Annals of Intensive Care 1/2012

Continuous beta-lactam infusion in critically ill patients: the clinical evidence

Annals of Intensive Care > Ausgabe 1/2012
Mohd H Abdul-Aziz, Joel M Dulhunty, Rinaldo Bellomo, Jeffrey Lipman, Jason A Roberts
Wichtige Hinweise

Electronic supplementary material

The online version of this article (doi:10.​1186/​2110-5820-2-37) contains supplementary material, which is available to authorized users.

Competing interests

Mohd Abdul Aziz, Dr. Joel Dulhunty, and Prof Rinaldo Bellomo have no conflicts of interest. Dr. Jason Roberts has served for a consultant for Astra Zeneca, Pfizer, Gilead, and Janssen-Cilag. Prof. Jeffrey Lipman has received research grants from Astra Zeneca and has attended Advisory Boards, acted as a consultant to, or given lectures with honoraria from Astra-Zeneca, Janssen-Cilag, Merck Sharp & Dohme, Pfizer, and Wyeth Australia.

Authors’ contributions

JD and RB conceived the topic review idea and proposal. MA-A, JD, JL, and JR performed the literature search and selected the relevant articles to be discussed. All authors participated in design, coordination, and writing of the manuscript. All authors read and approved the final manuscript.
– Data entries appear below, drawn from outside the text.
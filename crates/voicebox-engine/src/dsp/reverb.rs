use super::{saturate, VoiceEffect};

/// Schroeder reverb: four parallel comb filters with mutually prime delay
/// lengths, averaged into the wet signal.
const COMB_DELAYS: [usize; 4] = [1116, 1188, 1277, 1356];

struct Comb {
    buf: Vec<f32>,
    idx: usize,
}

impl Comb {
    fn new(delay: usize) -> Self {
        Self {
            buf: vec![0.0; delay],
            idx: 0,
        }
    }

    fn tick(&mut self, dry: f32, feedback: f32) -> f32 {
        let delayed = self.buf[self.idx];
        self.buf[self.idx] = dry + delayed * feedback;
        self.idx = (self.idx + 1) % self.buf.len();
        delayed
    }
}

pub struct Reverb {
    room_size: f32,
    wet_mix: f32,
    combs: [Comb; 4],
}

impl Reverb {
    pub fn new(room_size: f32, wet_mix: f32) -> Self {
        Self {
            room_size,
            wet_mix,
            combs: COMB_DELAYS.map(Comb::new),
        }
    }
}

impl Default for Reverb {
    fn default() -> Self {
        Self::new(0.6, 0.3)
    }
}

impl VoiceEffect for Reverb {
    fn name(&self) -> &str {
        "Reverb"
    }

    fn process(&mut self, input: &[i16], _sample_rate: u32) -> Vec<i16> {
        let mut out = Vec::with_capacity(input.len());
        for &s in input {
            let dry = s as f32 / i16::MAX as f32;

            let mut wet = 0.0;
            for comb in &mut self.combs {
                wet += comb.tick(dry, self.room_size);
            }
            wet /= self.combs.len() as f32;

            let mixed = (dry * (1.0 - self.wet_mix) + wet * self.wet_mix) * i16::MAX as f32;
            out.push(saturate(mixed));
        }
        out
    }

    fn reset(&mut self) {
        for comb in &mut self.combs {
            comb.buf.fill(0.0);
            comb.idx = 0;
        }
    }
}

#[cfg(test)]
mod tests {
    use super::*;

    const SR: u32 = 44_100;

    #[test]
    fn silence_in_silence_out_after_reset() {
        let mut fx = Reverb::default();
        fx.process(&vec![12_000i16; 4096], SR);
        fx.reset();
        let out = fx.process(&vec![0i16; 2048], SR);
        assert!(out.iter().all(|&s| s == 0));
    }

    #[test]
    fn dry_only_before_first_reflection() {
        let mut fx = Reverb::new(0.6, 0.3);
        let input = vec![10_000i16; 1000];
        let out = fx.process(&input, SR);
        // Shortest comb is 1116 samples, so the first 1000 outputs carry no
        // wet signal at all.
        let expected = saturate(10_000.0 / i16::MAX as f32 * 0.7 * i16::MAX as f32);
        assert!(out.iter().all(|&s| (s as i32 - expected as i32).abs() <= 1));
    }

    #[test]
    fn stays_in_bounds_on_extremes() {
        let mut fx = Reverb::new(0.9, 1.0);
        let input: Vec<i16> = (0..8192)
            .map(|i| if i % 2 == 0 { i16::MAX } else { i16::MIN })
            .collect();
        for _ in 0..4 {
            let out = fx.process(&input, SR);
            assert_eq!(out.len(), input.len());
        }
    }
}
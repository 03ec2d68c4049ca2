use thiserror::Error;

/// Failures at the capture/render device boundary.
#[derive(Debug, Clone, Error)]
pub enum DeviceError {
    #[error("microphone capture is not permitted")]
    PermissionDenied,

    #[error("no input device matched (and no default available)")]
    NoInputDevice,

    #[error("no output device matched (and no default available)")]
    NoOutputDevice,

    #[error("device initialization failed: {0}")]
    Init(String),

    /// The capture side produced no data for too many consecutive reads.
    #[error("capture stalled: {0} consecutive reads returned no data")]
    Stalled(u32),

    /// The render side refused data for longer than the write timeout.
    #[error("render device stopped draining audio")]
    WriteTimeout,
}

#[derive(Debug, Clone, Error)]
pub enum EngineError {
    /// `release()` was called; the engine cannot be started again.
    #[error("engine has been released")]
    Released,

    #[error(transparent)]
    Device(#[from] DeviceError),
}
There is controversy over whether traditional intermittent bolus dosing or continuous infusion of beta-lactam antibiotics is preferable in critically ill patients. No significant difference between these two dosing strategies in terms of patient outcomes has been shown yet. This is despite compelling in vitro and in vivo pharmacokinetic/pharmacodynamic (PK/PD) data. A lack of significance in clinical outcome studies may be due to several methodological flaws potentially masking the benefits of continuous infusion observed in preclinical studies. In this review, we explore the methodological shortcomings of the published clinical studies and describe the criteria that should be considered for performing a definitive clinical trial. We found that most trials utilized inconsistent antibiotic doses and recruited only small numbers of heterogeneous patient groups. The results of these trials suggest that continuous infusion of beta-lactam antibiotics may have variable efficacy in different patient groups. Patients who may benefit from continuous infusion are critically ill patients with a high level of illness severity. Thus, future trials should test the potential clinical advantages of continuous infusion in this patient population. To further ascertain whether benefits of continuous infusion in critically ill patients do exist, a large-scale, prospective, multinational trial with a robust design is required.